According to the nonvolatile semiconductor memory device of the first aspect, since there is no floating gate between the channel region sandwiched between the second source and the second drain and the control gate, there is no gap between the channel region and the control gate. The distance can be shortened. Therefore, the threshold for reading data can be lowered, the reading operation can be speeded up, and the drive voltage can be lowered.
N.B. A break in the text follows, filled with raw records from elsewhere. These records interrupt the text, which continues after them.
use anyhow::{Context as _, Result, anyhow, bail};
use clap::Subcommand;
use pfmo_admin::models::{FieldType, Form, FormSchema, RecordId};
use pfmo_admin::services::{
    EditSession, FieldPatch, FormCatalog, FormEditor, SchemaBuilder, SchemaEditMode, from_text,
    lint_schema, to_text,
};
use std::fs;

use super::{Context, confirm};
use crate::output::{or_dash, print_table};

#[derive(Subcommand)]
pub enum FormCommands {
    /// List forms (soft-deleted forms are hidden)
    List,
    /// Show one form and its fields
    Show { id: RecordId },
    /// Create a new form
    Create {
        #[arg(long)]
        name: String,
        #[arg(long, default_value = "1.0")]
        version: String,
        #[arg(long, default_value = "")]
        description: String,
        /// JSON schema file to start from
        #[arg(long)]
        schema: Option<String>,
        /// Field to append: name:label[:type][:required][:opt1|opt2|...]
        #[arg(long = "field")]
        fields: Vec<String>,
    },
    /// Replace an existing form
    Update {
        id: RecordId,
        #[arg(long)]
        name: Option<String>,
        #[arg(long)]
        version: Option<String>,
        #[arg(long)]
        description: Option<String>,
        /// JSON schema file replacing the current schema
        #[arg(long)]
        schema: Option<String>,
        /// Field to append: name:label[:type][:required][:opt1|opt2|...]
        #[arg(long = "field")]
        fields: Vec<String>,
    },
    /// Deactivate a form, or delete it for good with --permanent
    Delete {
        id: RecordId,
        #[arg(long)]
        permanent: bool,
        /// Skip the confirmation prompt
        #[arg(long, short)]
        yes: bool,
    },
    /// Create the stock PFMO data collection form
    CreateDefault {
        /// Create it even if one already exists
        #[arg(long, short)]
        yes: bool,
    },
    /// Report data-quality issues in a schema file
    Lint { file: String },
    /// Print a schema file in canonical form
    Fmt { file: String },
}

pub async fn handle(action: FormCommands, ctx: &Context) -> Result<()> {
    match action {
        FormCommands::Lint { file } => lint(&file),
        FormCommands::Fmt { file } => fmt(&file),
        other => {
            ctx.require_session().await?;
            let catalog = FormCatalog::new(ctx.client.clone());
            manage(other, ctx, &catalog).await
        }
    }
}

async fn manage(action: FormCommands, ctx: &Context, catalog: &FormCatalog) -> Result<()> {
    match action {
        FormCommands::List => {
            let forms = catalog.list().await?;
            if !ctx.format.print_structured(&forms)? {
                let rows: Vec<Vec<String>> = forms
                    .iter()
                    .map(|f| {
                        vec![
                            f.id.to_string(),
                            f.name.clone(),
                            f.version.clone(),
                            f.status_label().to_string(),
                            f.form_schema.fields().len().to_string(),
                        ]
                    })
                    .collect();
                print_table(&["ID", "NAME", "VERSION", "STATUS", "FIELDS"], &rows);
            }
        }
        FormCommands::Show { id } => {
            let form = catalog.get(&id).await?;
            if !ctx.format.print_structured(&form)? {
                show(&form);
            }
        }
        FormCommands::Create {
            name,
            version,
            description,
            schema,
            fields,
        } => {
            let mut editor = FormEditor::new();
            let session = editor.open_create()?;
            session.name = name;
            session.version = version;
            session.description = description;
            if let Some(path) = schema {
                load_schema_file(session, &path)?;
            }
            append_fields(session, &fields)?;
            let form = editor.save(catalog).await?;
            println!("Created form {} ({})", form.name, form.id);
        }
        FormCommands::Update {
            id,
            name,
            version,
            description,
            schema,
            fields,
        } => {
            let form = catalog.get(&id).await?;
            let mut editor = FormEditor::new();
            let session = editor.open_edit(&form)?;
            if let Some(name) = name {
                session.name = name;
            }
            if let Some(version) = version {
                session.version = version;
            }
            if let Some(description) = description {
                session.description = description;
            }
            if let Some(path) = schema {
                load_schema_file(session, &path)?;
            }
            append_fields(session, &fields)?;
            let form = editor.save(catalog).await?;
            println!("Updated form {} ({})", form.name, form.id);
        }
        FormCommands::Delete { id, permanent, yes } => {
            let prompt = if permanent {
                "Permanently delete this form? This cannot be undone and fails if the form has submissions."
            } else {
                "Deactivate this form? It will be hidden but can be restored."
            };
            if !yes && !confirm(prompt) {
                println!("Cancelled");
                return Ok(());
            }
            catalog.delete(&id, permanent).await?;
            let action = if permanent {
                "permanently deleted"
            } else {
                "deactivated"
            };
            println!("Form {} successfully", action);
        }
        FormCommands::CreateDefault { yes } => {
            let created = catalog
                .create_default(|existing| {
                    yes || confirm(&format!(
                        "Default PFMO form already exists (id {}). Create another one?",
                        existing.id
                    ))
                })
                .await?;
            match created {
                Some(form) => println!(
                    "Default PFMO form created ({}). It will now appear in the mobile app.",
                    form.id
                ),
                None => println!("Cancelled"),
            }
        }
        FormCommands::Lint { .. } | FormCommands::Fmt { .. } => {}
    }
    Ok(())
}

fn show(form: &Form) {
    println!("{} (id {})", form.name, form.id);
    println!("Version: {}", form.version);
    println!("Status:  {}", form.status_label());
    if let Some(description) = form.description.as_deref().filter(|d| !d.is_empty()) {
        println!("{}", description);
    }
    println!();

    if form.form_schema.fields.is_none() {
        println!("This form doesn't have a schema defined.");
        return;
    }
    let rows: Vec<Vec<String>> = form
        .form_schema
        .fields()
        .iter()
        .enumerate()
        .map(|(i, f)| {
            vec![
                (i + 1).to_string(),
                or_dash(Some(f.name.as_str())),
                or_dash(Some(f.label.as_str())),
                f.field_type().display_label().to_string(),
                if f.required { "yes" } else { "" }.to_string(),
                f.kind.options().map(|o| o.join(", ")).unwrap_or_default(),
            ]
        })
        .collect();
    print_table(&["#", "NAME", "LABEL", "TYPE", "REQUIRED", "OPTIONS"], &rows);
}

fn read_schema(path: &str) -> Result<FormSchema> {
    let text = fs::read_to_string(path).with_context(|| format!("Failed to read {}", path))?;
    Ok(from_text(&text)?)
}

/// Replace the session's schema with a file's content through the raw-text
/// editor, then return to the visual builder.
fn load_schema_file(session: &mut EditSession, path: &str) -> Result<()> {
    let text = fs::read_to_string(path).with_context(|| format!("Failed to read {}", path))?;
    session.switch_mode(SchemaEditMode::RawText);
    let raw = session
        .raw()
        .ok_or_else(|| anyhow!("Raw schema editor unavailable"))?;
    if !raw.set_text(text) {
        let reason = raw
            .error()
            .map(ToString::to_string)
            .unwrap_or_else(|| "unknown error".to_string());
        bail!("{}: {}", path, reason);
    }
    session.switch_mode(SchemaEditMode::Visual);
    Ok(())
}

fn append_fields(session: &mut EditSession, args: &[String]) -> Result<()> {
    if args.is_empty() {
        return Ok(());
    }
    let builder = session
        .builder()
        .ok_or_else(|| anyhow!("Visual builder unavailable"))?;
    for arg in args {
        add_field_from_arg(builder, arg)?;
    }
    Ok(())
}

/// `name:label[:type][:required][:opt1|opt2|...]`
fn add_field_from_arg(builder: &mut SchemaBuilder, arg: &str) -> Result<()> {
    let mut parts = arg.split(':');
    let name = parts.next().unwrap_or_default().trim();
    let label = parts.next().unwrap_or_default().trim();
    let field_type: FieldType = match parts.next().map(str::trim).filter(|t| !t.is_empty()) {
        Some(t) => t.parse().map_err(|e: String| anyhow!("{} in field {:?}", e, arg))?,
        None => FieldType::Text,
    };

    let mut patch = FieldPatch::default()
        .name(name)
        .label(label)
        .field_type(field_type);
    for extra in parts.map(str::trim).filter(|p| !p.is_empty()) {
        if extra.eq_ignore_ascii_case("required") {
            patch = patch.required(true);
        } else if field_type.takes_options() {
            patch = patch.options(extra.split('|').map(str::trim).filter(|o| !o.is_empty()));
        } else {
            bail!("Field {:?}: {} fields take no options", arg, field_type);
        }
    }

    let id = builder.add_field();
    builder.update_field(id, patch);
    builder.toggle_editing(id);
    Ok(())
}

fn lint(path: &str) -> Result<()> {
    let schema = read_schema(path)?;
    let warnings = lint_schema(&schema);
    if warnings.is_empty() {
        println!("{}: {} fields, no issues found", path, schema.fields().len());
    } else {
        for warning in &warnings {
            println!("{}: {}", path, warning);
        }
    }
    Ok(())
}

fn fmt(path: &str) -> Result<()> {
    let schema = read_schema(path)?;
    let canonical = if schema.fields.is_some() {
        SchemaBuilder::from_schema(&schema).schema()
    } else {
        schema
    };
    println!("{}", to_text(&canonical));
    Ok(())
}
  [Invention 2, 3] A method for manufacturing a nonvolatile semiconductor memory device according to Invention 2 includes a step of forming a first semiconductor layer on a semiconductor substrate, and a formation of a second semiconductor layer serving as a floating gate on the first semiconductor layer. A step of forming a third semiconductor layer on the second semiconductor layer, a step of forming a fourth semiconductor layer on the third semiconductor layer, the fourth semiconductor layer, the third semiconductor layer, A step of partially sequentially etching the second semiconductor layer and the first semiconductor layer to form a first groove exposing a side surface of each semiconductor layer; and more than the second semiconductor layer and the fourth semiconductor layer Etching the first semiconductor layer and the third semiconductor layer through the first groove under an etching condition in which the first semiconductor layer and the third semiconductor layer are more easily etched. Second half Forming a first cavity between the body layer and forming a second cavity between the second semiconductor layer and the fourth semiconductor layer; and a first insulating film in the first cavity. Forming a second insulating film in the second cavity, forming a gate insulating film on the fourth semiconductor layer, and forming a control gate on the gate insulating film; Forming a first source and a first drain for writing data on the semiconductor substrate, and forming a second source and a second drain for reading data on the fourth semiconductor layer under both sides of the control gate. And the step of performing.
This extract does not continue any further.